Cuando se enteró, Hulot le llamó casi todos los días, durante meses. Hasta que al fin le convenció para que abandonara su reclusión y fuera a pasar algún tiempo en la Costa Azul, en su casa. Con la discreción de los verdaderos amigos, le procuró el piso que ahora ocupaba en Montecarlo, propiedad de André Ferrand, un hombre de negocios que pasaría algunos meses en Japón.
Ahora Hulot lo miraba como un marinero en dificultades mira a un salvavidas. Frank se preguntó quién de los dos era el marinero, y quién el socorrista. Eran dos hombres solos contra la fantasía cruel de la muerte.

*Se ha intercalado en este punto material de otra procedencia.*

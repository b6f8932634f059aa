use serde::{Deserialize, Serialize};

/// Syntax used to combine selection strings
#[derive(Debug, Clone, Copy, PartialEq, Eq, Default, Serialize, Deserialize)]
#[serde(rename_all = "snake_case")]
pub enum SelectionMode {
    /// ROOT TTree syntax, joined with `&&`
    #[default]
    Root,
    /// numexpr syntax, joined with `&`
    Numexpr,
}

impl SelectionMode {
    pub fn and_op(&self) -> &'static str {
        match self {
            SelectionMode::Root => "&&",
            SelectionMode::Numexpr => "&",
        }
    }
}

/// Selection expression; `"1"` selects everything
#[derive(Debug, Clone, PartialEq, Eq, Serialize, Deserialize)]
pub struct Selection {
    expr: String,
    mode: SelectionMode,
}

impl Default for Selection {
    fn default() -> Self {
        Self::new(SelectionMode::default())
    }
}

impl Selection {
    pub fn new(mode: SelectionMode) -> Self {
        Self {
            expr: "1".to_string(),
            mode,
        }
    }

    pub fn as_str(&self) -> &str {
        &self.expr
    }

    pub fn mode(&self) -> SelectionMode {
        self.mode
    }

    pub fn set_mode(&mut self, mode: SelectionMode) {
        self.mode = mode;
    }

    /// Replace the selection (normalized through the join rules)
    pub fn set(&mut self, expr: &str) {
        self.expr = join_selection(&[expr], self.mode.and_op(), false);
    }

    /// AND (or `op`) another expression onto the current one
    pub fn add(&mut self, expr: &str, op: Option<&str>, bracket: bool) {
        let op = op.unwrap_or_else(|| self.mode.and_op());
        self.expr = join_selection(&[self.expr.as_str(), expr], op, bracket);
    }
}

/// Join selection parts with `op`
///
/// Empty parts and the trivial `"1"` are dropped, every remaining part is
/// wrapped in parentheses unless it already is, and `bracket` wraps the whole
/// result once more. Nothing left to join yields `"1"`.
pub fn join_selection(parts: &[&str], op: &str, bracket: bool) -> String {
    let parts: Vec<String> = parts
        .iter()
        .map(|part| part.trim())
        .filter(|part| !part.is_empty() && *part != "1")
        .map(wrap)
        .collect();

    if parts.is_empty() {
        return "1".to_string();
    }

    let joined = parts.join(&format!(" {} ", op));
    if bracket && parts.len() > 1 {
        format!("({})", joined)
    } else {
        joined
    }
}

fn wrap(part: &str) -> String {
    if is_wrapped(part) {
        part.to_string()
    } else {
        format!("({})", part)
    }
}

// true when the leading '(' closes at the very last character
fn is_wrapped(part: &str) -> bool {
    if !part.starts_with('(') || !part.ends_with(')') {
        return false;
    }
    let mut depth = 0usize;
    for (i, c) in part.char_indices() {
        match c {
            '(' => depth += 1,
            ')' => {
                depth = depth.saturating_sub(1);
                if depth == 0 && i != part.len() - 1 {
                    return false;
                }
            }
            _ => {}
        }
    }
    depth == 0
}

#[cfg(test)]
mod tests {
    use super::*;

    #[test]
    fn test_set_wraps_expression() {
        let mut sel = Selection::default();
        sel.set("myBranchC > 0");
        assert_eq!(sel.as_str(), "(myBranchC > 0)");
    }

    #[test]
    fn test_add_with_bracket_and_custom_op() {
        let mut sel = Selection::default();
        sel.set("myBranchA > 0");
        sel.add("myBranchB < 100", None, true);
        assert_eq!(sel.as_str(), "((myBranchA > 0) && (myBranchB < 100))");

        sel.add("myWeight", Some("*"), false);
        assert_eq!(
            sel.as_str(),
            "((myBranchA > 0) && (myBranchB < 100)) * (myWeight)"
        );
    }

    #[test]
    fn test_numexpr_mode() {
        let mut sel = Selection::new(SelectionMode::Numexpr);
        sel.set("myBranchA > 0");
        sel.add("myBranchB < 100", None, false);
        assert_eq!(sel.as_str(), "(myBranchA > 0) & (myBranchB < 100)");
    }

    #[test]
    fn test_trivial_parts_are_dropped() {
        assert_eq!(join_selection(&["1", ""], "&&", true), "1");
        assert_eq!(join_selection(&["1", "x"], "&&", false), "(x)");
    }

    #[test]
    fn test_is_wrapped() {
        assert!(is_wrapped("(a)"));
        assert!(is_wrapped("((a) && (b))"));
        assert!(!is_wrapped("(a) && (b)"));
    }
}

Volvió a ponerse las gafas y se levantó con brusquedad, antes de que le dominara el impulso de volverle la espalda y huir.
—Vamos.
Como un autómata siguió al amigo hasta el
Forever;
notaba que el corazón le latía cada vez más fuerte. El comisario le indicó los peldaños que llevaban al interior del dos mástiles y le dejó pasar primero. Vio que el amigo se había fijado en el detalle del timón bloqueado pero no había dicho nada. Cuando llegaron al interior Frank miró a su alrededor, moviendo los ojos tras las gafas oscuras.
—Un barco de lujo, al parecer. Todo informatizado. Preparado para un navegante solitario.
—Ya. Por cierto que al propietario no le faltaba dinero. Pensar que se lo ganó arriesgando el pellejo durante años en un coche de carreras, para después terminar así...
Frank vio las pisadas del asesino, y también las que había dejado la brigada científica en su afán de encontrar otras huellas, más engañosas y menos evidentes. Había rastros de los que habían tomado huellas digitales, hecho mediciones y registros minuciosos. Aunque habían abierto todos los ojos de buey, todavía flotaba en el aire el olor a muerte.
—Los dos cuerpos fueron encontrados allí, en la habitación, acostados el uno junto al otro. Las huellas de pisadas corresponden a suelas de caucho. De un traje de submarinismo, tal vez. No hay huellas digitales. El asesino llevaba guantes y no se los quitó en ningún momento.
Frank recorrió el pasillo, hasta la cabina, y se detuvo en el umbral. Fuera todo estaba en calma, pero dentro era un infierno. A menudo había visto escenas como aquella. Había visto sangre salpicada hasta el techo, había visto auténticas matanzas. Pero en aquellas ocasiones se trataba de hombres que peleaban contra otros hombres, de forma despiadada, por motivos humanos: poder, dinero, mujeres o cosas semejantes. Eran criminales que luchaban contra otros criminales. En todo caso, hombres contra hombres.